The dubious return of the handshake
Handshakes were one of the first habits to go when the COVID-19 pandemic began last year, but with vaccination rates rising, you may find yourself confronting an outstretched hand again soon.
Why it matters: Whether firm or floppy, handshakes were a near-universal greeting in the West for strangers, business contacts and casual acquaintances. As people emerge from their pandemic shell, it's worth considering the act again — or picking up a new habit.
Handshakes may have emerged as a way to demonstrate to people we didn't know that our intentions were friendly and that we weren't carrying any weapons.
- But like any form of personal contact, they can spread disease, whether directly through skin-to-skin touching, or simply by bringing two people in close proximity.

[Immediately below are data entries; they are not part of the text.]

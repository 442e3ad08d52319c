//! UI layout and rendering logic for the TUI.

use ratatui::{
    layout::{Constraint, Direction, Layout, Position, Rect},
    style::{Color, Modifier, Style},
    text::{Line, Span, Text},
    widgets::{Block, Borders, Clear, List, ListItem, ListState, Paragraph, Wrap},
    Frame,
};
use unicode_width::UnicodeWidthStr;

use super::app::{wrap_rows, App};
use crate::language::Language;

const OUTPUT_PLACEHOLDER: &str = "Output will appear here...";
const EDITOR_PLACEHOLDER: &str = "Write your code here...";

/// Render the main UI
pub fn render_ui(frame: &mut Frame, app: &mut App) {
    let main_layout = Layout::default()
        .direction(Direction::Vertical)
        .constraints([
            Constraint::Length(4), // Header
            Constraint::Min(3),    // Editor + output
            Constraint::Length(1), // Status bar
        ])
        .split(frame.area());

    render_header(frame, app, main_layout[0]);

    let panes = Layout::default()
        .direction(Direction::Horizontal)
        .constraints([Constraint::Percentage(50), Constraint::Percentage(50)])
        .split(main_layout[1]);

    render_editor(frame, app, panes[0]);
    render_output(frame, app, panes[1]);
    render_status_bar(frame, app, main_layout[2]);

    if let Some(selected) = app.selector {
        render_language_selector(frame, selected);
    } else if app.show_help {
        render_help_overlay(frame);
    }
}

fn render_header(frame: &mut Frame, app: &App, area: Rect) {
    let block = Block::default().borders(Borders::BOTTOM);
    let inner = block.inner(area);
    frame.render_widget(block, area);

    let columns = Layout::default()
        .direction(Direction::Horizontal)
        .constraints([Constraint::Min(20), Constraint::Length(36)])
        .split(inner);

    let title = Text::from(vec![
        Line::from(Span::styled(
            "Code Compiler",
            Style::default().add_modifier(Modifier::BOLD),
        )),
        Line::from(Span::styled(
            "Execute C, Java, Python, and JavaScript online",
            Style::default().fg(Color::DarkGray),
        )),
    ]);
    frame.render_widget(Paragraph::new(title), columns[0]);

    let (button, button_style) = if app.editor.is_running() {
        (
            format!(" {} Running ", app.spinner()),
            Style::default().fg(Color::Gray).bg(Color::DarkGray),
        )
    } else {
        (
            " ▶ Execute ".to_string(),
            Style::default().fg(Color::Black).bg(Color::Cyan).add_modifier(Modifier::BOLD),
        )
    };

    let controls = Text::from(vec![
        Line::from(vec![
            Span::raw(format!("[{} ▾] ", app.editor.language().display_name())),
            Span::styled(button, button_style),
        ]),
        Line::from(Span::styled(
            "F2 language  Ctrl+R run",
            Style::default().fg(Color::DarkGray),
        )),
    ])
    .right_aligned();
    frame.render_widget(Paragraph::new(controls), columns[1]);
}

/// Scroll so that `pos` stays inside a viewport of `len` cells.
fn follow(pos: usize, len: u16) -> u16 {
    let len = len.max(1) as usize;
    pos.saturating_sub(len - 1) as u16
}

fn render_editor(frame: &mut Frame, app: &App, area: Rect) {
    let title = format!("Editor - {}", app.editor.language().display_name());
    let block = Block::default().borders(Borders::ALL).title(title);
    let inner = block.inner(area);

    let source = app.editor.source();
    if source.is_empty() {
        let placeholder = Paragraph::new(EDITOR_PLACEHOLDER)
            .style(Style::default().fg(Color::DarkGray))
            .block(block);
        frame.render_widget(placeholder, area);
        if let Some(pos) = editor_cursor(app, inner.x, inner.y) {
            frame.set_cursor_position(pos);
        }
        return;
    }

    let (row, _) = app.cursor_position();
    let line_start = source[..app.cursor].rfind('\n').map(|i| i + 1).unwrap_or(0);
    let col_width = source[line_start..app.cursor].width();

    let scroll_y = follow(row, inner.height);
    let scroll_x = follow(col_width, inner.width);

    // Code is shown unwrapped; long lines scroll horizontally with the cursor.
    let paragraph = Paragraph::new(source).block(block).scroll((scroll_y, scroll_x));
    frame.render_widget(paragraph, area);

    let x = inner.x + (col_width as u16).saturating_sub(scroll_x);
    let y = inner.y + (row as u16).saturating_sub(scroll_y);
    if let Some(pos) = editor_cursor(app, x, y) {
        frame.set_cursor_position(pos);
    }
}

/// Popups own the screen; the editor cursor stays hidden under them.
fn editor_cursor(app: &App, x: u16, y: u16) -> Option<Position> {
    (app.selector.is_none() && !app.show_help).then_some(Position::new(x, y))
}

fn render_output(frame: &mut Frame, app: &mut App, area: Rect) {
    let block = Block::default().borders(Borders::ALL).title("Output");
    let inner = block.inner(area);

    // Scroll limits are computed from the same rows drawn here.
    app.output_view = (inner.width, inner.height);
    app.output_scroll = app.output_scroll.min(app.max_output_scroll());

    let output = app.editor.output();
    let paragraph = if output.is_empty() {
        Paragraph::new(OUTPUT_PLACEHOLDER)
            .style(Style::default().fg(Color::DarkGray))
            .wrap(Wrap { trim: false })
    } else {
        let rows: Vec<Line> = wrap_rows(output, inner.width).into_iter().map(Line::from).collect();
        Paragraph::new(rows).scroll((app.output_scroll, 0))
    };

    frame.render_widget(paragraph.block(block), area);
}

/// Render the status bar
fn render_status_bar(frame: &mut Frame, app: &App, area: Rect) {
    let (text, style) = match &app.notification {
        Some(n) if n.signal.is_success() => (
            n.signal.message().to_string(),
            Style::default().bg(Color::Green).fg(Color::Black),
        ),
        Some(n) => (
            n.signal.message().to_string(),
            Style::default().bg(Color::Red).fg(Color::White),
        ),
        None => (
            format!("Ctrl+R run | F2 language | F1 help | Ctrl+Q quit | {}", app.endpoint),
            Style::default().bg(Color::DarkGray).fg(Color::White),
        ),
    };

    frame.render_widget(Paragraph::new(text).style(style), area);
}

fn render_language_selector(frame: &mut Frame, selected: usize) {
    let popup_area = centered_fixed(30, Language::ALL.len() as u16 + 2, frame.area());
    frame.render_widget(Clear, popup_area);

    let items: Vec<ListItem> = Language::ALL
        .iter()
        .enumerate()
        .map(|(i, lang)| ListItem::new(format!("{}  {}", i + 1, lang.display_name())))
        .collect();

    let list = List::new(items)
        .block(Block::default().borders(Borders::ALL).title("Language"))
        .highlight_style(Style::default().fg(Color::Black).bg(Color::Cyan))
        .highlight_symbol("> ");

    let mut state = ListState::default().with_selected(Some(selected));
    frame.render_stateful_widget(list, popup_area, &mut state);
}

/// Render help overlay
fn render_help_overlay(frame: &mut Frame) {
    let popup_area = centered_rect(60, 60, frame.area());
    frame.render_widget(Clear, popup_area);

    let help_lines = vec![
        Line::from("Run:"),
        Line::from("  Ctrl+R / F5  - Execute the editor contents"),
        Line::from("  Esc          - Dismiss notification"),
        Line::from("  Alt+↑/↓      - Scroll output"),
        Line::from(""),
        Line::from("Language:"),
        Line::from("  F2           - Choose language (resets the editor)"),
        Line::from(""),
        Line::from("Editing:"),
        Line::from("  Arrows, Home/End, PgUp/PgDn - Move cursor"),
        Line::from("  Enter / Tab  - Newline / four spaces"),
        Line::from(""),
        Line::from("  F1           - Toggle this help"),
        Line::from("  Ctrl+Q       - Quit"),
    ];

    let help_paragraph = Paragraph::new(Text::from(help_lines))
        .block(
            Block::default()
                .borders(Borders::ALL)
                .title("Help")
                .title_style(Style::default().fg(Color::Yellow).add_modifier(Modifier::BOLD)),
        )
        .wrap(Wrap { trim: false });

    frame.render_widget(help_paragraph, popup_area);
}

/// Helper function to create a centered rectangle
fn centered_rect(percent_x: u16, percent_y: u16, r: Rect) -> Rect {
    let popup_layout = Layout::default()
        .direction(Direction::Vertical)
        .constraints([
            Constraint::Percentage((100 - percent_y) / 2),
            Constraint::Percentage(percent_y),
            Constraint::Percentage((100 - percent_y) / 2),
        ])
        .split(r);

    Layout::default()
        .direction(Direction::Horizontal)
        .constraints([
            Constraint::Percentage((100 - percent_x) / 2),
            Constraint::Percentage(percent_x),
            Constraint::Percentage((100 - percent_x) / 2),
        ])
        .split(popup_layout[1])[1]
}

fn centered_fixed(width: u16, height: u16, r: Rect) -> Rect {
    let width = width.min(r.width);
    let height = height.min(r.height);
    Rect::new(
        r.x + (r.width - width) / 2,
        r.y + (r.height - height) / 2,
        width,
        height,
    )
}
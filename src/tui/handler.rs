//! Async event loop for the interactive editor.

use std::io;
use std::time::{Duration, Instant};

use anyhow::Result;
use crossterm::event::{
    self, DisableBracketedPaste, EnableBracketedPaste, Event, KeyCode, KeyEvent, KeyEventKind, KeyModifiers,
};
use crossterm::terminal::{disable_raw_mode, enable_raw_mode, EnterAlternateScreen, LeaveAlternateScreen};
use crossterm::ExecutableCommand;
use log::{debug, info};
use ratatui::prelude::*;
use tokio::sync::mpsc;

use crate::{execution, language::Language, piston::PistonClient};
use super::{app::App, events::TuiEvent, ui::render_ui};

/// Run the interactive editor until the user quits.
pub async fn run_tui(client: PistonClient, language: Language, notification_ttl: Duration) -> Result<()> {
    if !io::IsTerminal::is_terminal(&io::stdout()) {
        return Err(anyhow::anyhow!("interactive mode requires a terminal; use --run FILE instead"));
    }

    // Setup terminal
    enable_raw_mode()?;
    let mut stdout = io::stdout();
    stdout.execute(EnterAlternateScreen)?;
    stdout.execute(EnableBracketedPaste)?;
    let backend = CrosstermBackend::new(stdout);
    let mut terminal = Terminal::new(backend)?;

    let mut app = App::new(language, client.endpoint().to_string(), notification_ttl);
    info!("editor started: language={} endpoint={}", language, client.endpoint());

    let result = run_app(&mut terminal, &mut app, client).await;

    // Restore terminal
    disable_raw_mode()?;
    terminal.backend_mut().execute(DisableBracketedPaste)?;
    terminal.backend_mut().execute(LeaveAlternateScreen)?;
    terminal.show_cursor()?;

    result
}

/// Main application loop
async fn run_app(
    terminal: &mut Terminal<CrosstermBackend<io::Stdout>>,
    app: &mut App,
    client: PistonClient,
) -> Result<()> {
    let (event_tx, mut event_rx) = mpsc::unbounded_channel::<TuiEvent>();

    // Spawn input handler; it exits once the loop below drops the receiver.
    let input_tx = event_tx.clone();
    tokio::task::spawn_blocking(move || {
        while !input_tx.is_closed() {
            if !event::poll(Duration::from_millis(100)).unwrap_or(false) {
                continue;
            }
            let ev = match event::read() {
                Ok(Event::Key(key)) if key.kind != KeyEventKind::Release => TuiEvent::Key(key),
                Ok(Event::Paste(text)) => TuiEvent::Paste(text),
                _ => continue,
            };
            if input_tx.send(ev).is_err() {
                break; // Channel closed
            }
        }
    });

    loop {
        terminal.draw(|frame| render_ui(frame, app))?;

        while let Ok(tui_event) = event_rx.try_recv() {
            match tui_event {
                TuiEvent::Key(key) => {
                    if handle_key_event(app, key, &client, &event_tx) {
                        return Ok(());
                    }
                }
                TuiEvent::Paste(text) => {
                    if app.selector.is_none() {
                        app.insert_str(&text);
                    }
                }
                TuiEvent::ExecutionSettled(outcome) => {
                    app.finish_execution(outcome);
                }
            }
        }

        app.tick(Instant::now());

        // Small delay to prevent busy waiting
        tokio::time::sleep(Duration::from_millis(16)).await;
    }
}

/// Dispatch the current source without blocking the loop; the result comes back as an event.
fn spawn_execution(app: &mut App, client: &PistonClient, event_tx: &mpsc::UnboundedSender<TuiEvent>) {
    let Some(submission) = app.begin_execution() else {
        debug!("execute ignored: request already in flight");
        return;
    };
    let client = client.clone();
    let tx = event_tx.clone();
    tokio::spawn(async move {
        let outcome = execution::run(&client, &submission).await;
        let _ = tx.send(TuiEvent::ExecutionSettled(outcome));
    });
}

/// Handle keyboard events. Returns true when the user asked to quit.
fn handle_key_event(
    app: &mut App,
    key: KeyEvent,
    client: &PistonClient,
    event_tx: &mpsc::UnboundedSender<TuiEvent>,
) -> bool {
    let ctrl = key.modifiers.contains(KeyModifiers::CONTROL);
    let alt = key.modifiers.contains(KeyModifiers::ALT);

    if ctrl && matches!(key.code, KeyCode::Char('c') | KeyCode::Char('q')) {
        return true;
    }

    // Help overlay: any key closes it
    if app.show_help {
        app.toggle_help();
        return false;
    }

    if app.selector.is_some() {
        match key.code {
            KeyCode::Up | KeyCode::Char('k') => app.selector_up(),
            KeyCode::Down | KeyCode::Char('j') => app.selector_down(),
            KeyCode::Enter => app.confirm_selector(),
            KeyCode::Esc | KeyCode::F(2) => app.close_selector(),
            KeyCode::Char(c @ '1'..='4') => {
                app.pick_language(Language::ALL[c as usize - '1' as usize]);
                app.close_selector();
            }
            _ => {}
        }
        return false;
    }

    match key.code {
        KeyCode::Char('r') if ctrl => spawn_execution(app, client, event_tx),
        KeyCode::F(5) => spawn_execution(app, client, event_tx),
        KeyCode::F(1) => app.toggle_help(),
        KeyCode::F(2) => app.open_selector(),
        KeyCode::Esc => app.dismiss_notification(),
        KeyCode::Up if alt => app.scroll_output_up(),
        KeyCode::Down if alt => app.scroll_output_down(),
        KeyCode::Up => app.move_cursor_up(),
        KeyCode::Down => app.move_cursor_down(),
        KeyCode::Left => app.move_cursor_left(),
        KeyCode::Right => app.move_cursor_right(),
        KeyCode::Home => app.move_cursor_home(),
        KeyCode::End => app.move_cursor_end(),
        KeyCode::PageUp => app.page_up(),
        KeyCode::PageDown => app.page_down(),
        KeyCode::Enter => app.insert_newline(),
        KeyCode::Tab => app.insert_tab(),
        KeyCode::Backspace => app.backspace(),
        KeyCode::Delete => app.delete(),
        KeyCode::Char(c) if !ctrl && !alt => app.insert_char(c),
        _ => {}
    }

    false
}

- “I don’t think we should ever shake hands ever again, to be honest with you,” Anthony Fauci said on a podcast last April.
- A 2014 study found that handshakes transmitted nearly twice as much bacteria as a fist-bump or high five.
Yes, but: As you already may have noticed by its gradual reemergence as vaccination coverage expanded, "the handshake is hard to replace," says Joe Keohane, author of the forthcoming book "The Power of Strangers: The Benefits of Connecting in a Suspicious World."
"Touch and eye contact trigger oxytocin, which bonds people together. And the mechanics of the thing — that mix of vulnerability and tentative trust that go into a handshake — are by design a really good way to start an interaction with someone you don't know."— Joe Keohane
Between the lines: If both you and the person you're shaking hands with is vaccinated, there's very little risk of contracting COVID-19, the infectious disease specialist William Schaffner told CNN recently.
- Of course, you may not know a stranger's vaccination status, and even if you are vaccinated, it won't protect you from flus, colds, and other viruses that are set to come back with a vengeance.
- If that worries you, there are other greeting options that involve little or no contact, like a fist bump or the namaste gesture, which governments in East Asia promoted after the 2003 SARS outbreak.
- And not everyone loves handshakes — in a 2017 study, female doctors observed no-handshaking rules in a neonatal intensive care unit at higher rates than male doctors.
The bottom line: We may be outgrowing the handshake, but we'll never outgrow our need to connect with each other.